//! Wall-clock access for uptime and incident timers.

use std::sync::atomic::{AtomicI64, Ordering};

use chrono::{DateTime, TimeDelta, Utc};

/// Source of the current time.
pub trait Clock: Send + Sync {
    fn now(&self) -> DateTime<Utc>;
}

/// Reads the system clock.
#[derive(Debug, Clone, Copy, Default)]
pub struct SystemClock;

impl Clock for SystemClock {
    fn now(&self) -> DateTime<Utc> {
        Utc::now()
    }
}

/// A clock that only moves when told to.
#[derive(Debug)]
pub struct ManualClock {
    millis: AtomicI64,
}

impl ManualClock {
    pub fn new(start: DateTime<Utc>) -> Self {
        Self { millis: AtomicI64::new(start.timestamp_millis()) }
    }

    pub fn set(&self, now: DateTime<Utc>) {
        self.millis.store(now.timestamp_millis(), Ordering::SeqCst);
    }

    pub fn advance(&self, delta: TimeDelta) {
        self.millis.fetch_add(delta.num_milliseconds(), Ordering::SeqCst);
    }
}

impl Clock for ManualClock {
    fn now(&self) -> DateTime<Utc> {
        DateTime::from_timestamp_millis(self.millis.load(Ordering::SeqCst))
            .unwrap_or_default()
    }
}

#[cfg(test)]
mod tests {
    use super::*;

    #[test]
    fn test_manual_clock_advance() {
        let start = DateTime::parse_from_rfc3339("2025-01-01T00:00:00Z")
            .unwrap()
            .with_timezone(&Utc);
        let clock = ManualClock::new(start);
        assert_eq!(clock.now(), start);

        clock.advance(TimeDelta::seconds(90));
        assert_eq!(clock.now() - start, TimeDelta::seconds(90));

        clock.set(start);
        assert_eq!(clock.now(), start);
    }
}
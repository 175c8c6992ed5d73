//! The interactive shell: editor, session and dispatcher wired together.

use std::sync::Arc;

use crate::commands::{CommandKind, Dispatcher, logo_lines};
use crate::config::ShellConfig;
use crate::editor::{Key, LineEditor};
use crate::i18n;
use crate::output::{Color, Line, Reply, Span, Style};
use crate::profile::ProfileData;
use crate::session::Session;
use crate::sink::Sink;

/// `<user>@<host>:~$ ` with the usual colors.
pub fn prompt_line(user: &str, host: &str) -> Line {
    Line::from_spans([
        Span::colored(format!("{}@{}", user, host), Color::Green),
        Span::raw(":"),
        Span::colored("~", Color::Cyan),
        Span::raw("$ "),
    ])
}

/// One terminal session over a profile.
#[derive(Debug)]
pub struct Shell {
    editor: LineEditor,
    session: Session,
    dispatcher: Dispatcher,
}

impl Shell {
    /// A shell on the system clock, in the configured language.
    pub fn new(data: Arc<ProfileData>, config: &ShellConfig) -> Self {
        Self::with_session(data, config, Session::new(config.resolved_locale()))
    }

    /// A shell over a prepared session (custom clock, seed or locale).
    pub fn with_session(data: Arc<ProfileData>, config: &ShellConfig, session: Session) -> Self {
        Self {
            editor: LineEditor::new(
                prompt_line(&config.prompt_user, &config.prompt_host),
                config.history_capacity,
            ),
            session,
            dispatcher: Dispatcher::new(data, config.prompt_user.clone()),
        }
    }

    pub fn editor(&self) -> &LineEditor {
        &self.editor
    }

    pub fn session(&self) -> &Session {
        &self.session
    }

    pub fn session_mut(&mut self) -> &mut Session {
        &mut self.session
    }

    pub fn data(&self) -> &ProfileData {
        self.dispatcher.data()
    }

    /// Welcome block followed by the first prompt.
    pub fn banner(&self, sink: &mut dyn Sink) {
        let locale = self.session.locale();
        let name = self.data().profile.first_name().to_string();

        let mut lines = vec![Line::blank()];
        lines.extend(logo_lines());
        lines.push(Line::blank());
        lines.push(Line::styled(
            format!("  {}", i18n::WELCOME.get(locale).replace("{name}", &name)),
            Style::fg(Color::White).bold(),
        ));
        lines.push(Line::blank());
        lines.push(Line::from(Span::dim(format!("  {}", i18n::HELP_TIP.get(locale)))));
        lines.push(Line::from(Span::dim(format!("  {}", i18n::TRY_NEOFETCH.get(locale)))));
        lines.push(Line::from_spans([
            Span::dim(format!("  {} ", i18n::CHANGE_LANGUAGE.get(locale))),
            Span::colored("lang es", Color::Green),
            Span::dim(" | "),
            Span::colored("lang en", Color::Green),
        ]));
        sink.write_lines(&lines);
        self.editor.show_prompt(sink);
    }

    /// Feeds one key event through the editor.
    pub fn handle_key(&mut self, key: Key, sink: &mut dyn Sink) {
        let Self { editor, session, dispatcher } = self;
        match key {
            Key::Char(ch) => editor.on_printable(ch, sink),
            Key::Backspace => editor.on_backspace(sink),
            Key::Enter => editor.on_enter(sink, |line| dispatcher.dispatch(line, session)),
            Key::Up => editor.on_history_up(sink),
            Key::Down => editor.on_history_down(sink),
            Key::Tab => editor.on_tab(&CommandKind::names(), sink),
            Key::Interrupt => editor.on_interrupt(sink),
            Key::ClearScreen => editor.on_clear_screen(sink),
        }
    }

    /// Types `text` character by character.
    pub fn type_text(&mut self, text: &str, sink: &mut dyn Sink) {
        for ch in text.chars() {
            self.handle_key(Key::Char(ch), sink);
        }
    }

    /// Runs one line outside the editor, leaving history untouched.
    pub fn execute(&mut self, line: &str) -> Reply {
        self.dispatcher.dispatch(line, &mut self.session)
    }

    /// Display-layer acknowledgement of a shown resolution.
    pub fn acknowledge_incident(&mut self) -> bool {
        self.session.acknowledge_incident()
    }
}
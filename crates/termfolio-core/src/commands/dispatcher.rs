//! Resolves a line to a command and runs it.

use std::sync::Arc;

use tracing::debug;

use super::error::CommandError;
use super::{Command, CommandKind, cluster, files, incident, info, system};
use crate::locale::Locale;
use crate::output::Reply;
use crate::profile::ProfileData;
use crate::session::Session;

/// What a handler gets to work with.
pub(super) struct Context<'a> {
    pub data: &'a ProfileData,
    /// User shown as file and image owner.
    pub owner: &'a str,
    pub session: &'a mut Session,
}

impl Context<'_> {
    pub fn locale(&self) -> Locale {
        self.session.locale()
    }
}

pub(super) type HandlerResult = Result<Reply, CommandError>;

/// Runs commands against read-only profile data and a mutable session.
#[derive(Debug, Clone)]
pub struct Dispatcher {
    data: Arc<ProfileData>,
    owner: String,
}

impl Dispatcher {
    pub fn new(data: Arc<ProfileData>, owner: impl Into<String>) -> Self {
        Self { data, owner: owner.into() }
    }

    pub fn data(&self) -> &ProfileData {
        &self.data
    }

    /// Runs one line. Always produces a reply; errors become messages.
    pub fn dispatch(&self, line: &str, session: &mut Session) -> Reply {
        let Some(command) = Command::parse(line) else {
            return Reply::empty();
        };
        debug!(command = %command.name, args = command.args.len(), "dispatching");

        let result = match command.kind() {
            Some(kind) => self.run(kind, &command.args, session),
            None => Err(CommandError::not_found(&command.name)),
        };

        result.unwrap_or_else(|err| {
            debug!(error = %err, "command rejected");
            Reply::new(err.message_lines(session.locale()))
        })
    }

    fn run(&self, kind: CommandKind, args: &[String], session: &mut Session) -> HandlerResult {
        let mut ctx = Context { data: self.data.as_ref(), owner: &self.owner, session };
        match kind {
            CommandKind::Help => Ok(info::help(&ctx)),
            CommandKind::Whoami => Ok(info::whoami(&ctx)),
            CommandKind::Neofetch => Ok(info::neofetch(&ctx)),
            CommandKind::Contact => Ok(info::contact(&ctx)),
            CommandKind::Skills => Ok(info::skills(&ctx)),
            CommandKind::Projects => Ok(info::projects(&ctx)),
            CommandKind::Certs => Ok(info::certs(&ctx)),
            CommandKind::Ls => Ok(files::ls(&ctx)),
            CommandKind::Cat => files::cat(&ctx, args),
            CommandKind::Kubectl => cluster::kubectl(&ctx, args),
            CommandKind::Docker => cluster::docker(&ctx, args),
            CommandKind::Incident => Ok(incident::incident(&mut ctx)),
            CommandKind::Investigate => Ok(incident::investigate(&mut ctx)),
            CommandKind::Resolve => Ok(incident::resolve(&mut ctx)),
            CommandKind::Lang => Ok(system::lang(&mut ctx, args)),
            CommandKind::Clear => Ok(Reply::clear_screen()),
            CommandKind::Matrix => Ok(system::matrix(&ctx)),
            CommandKind::Exit => Ok(system::exit(&ctx)),
        }
    }
}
════
■ Exercise directions
Return exactly the lines above from the line that has "let name = self.data().profile.first_name().to_string();" through the line that has "pub fn handle_key(&mut", inclusive, and nothing else.

■ Exercise solution
        let name = self.data().profile.first_name().to_string();

        let mut lines = vec![Line::blank()];
        lines.extend(logo_lines());
        lines.push(Line::blank());
        lines.push(Line::styled(
            format!("  {}", i18n::WELCOME.get(locale).replace("{name}", &name)),
            Style::fg(Color::White).bold(),
        ));
        lines.push(Line::blank());
        lines.push(Line::from(Span::dim(format!("  {}", i18n::HELP_TIP.get(locale)))));
        lines.push(Line::from(Span::dim(format!("  {}", i18n::TRY_NEOFETCH.get(locale)))));
        lines.push(Line::from_spans([
            Span::dim(format!("  {} ", i18n::CHANGE_LANGUAGE.get(locale))),
            Span::colored("lang es", Color::Green),
            Span::dim(" | "),
            Span::colored("lang en", Color::Green),
        ]));
        sink.write_lines(&lines);
        self.editor.show_prompt(sink);
    }

    /// Feeds one key event through the editor.
    pub fn handle_key(&mut self, key: Key, sink: &mut dyn Sink) {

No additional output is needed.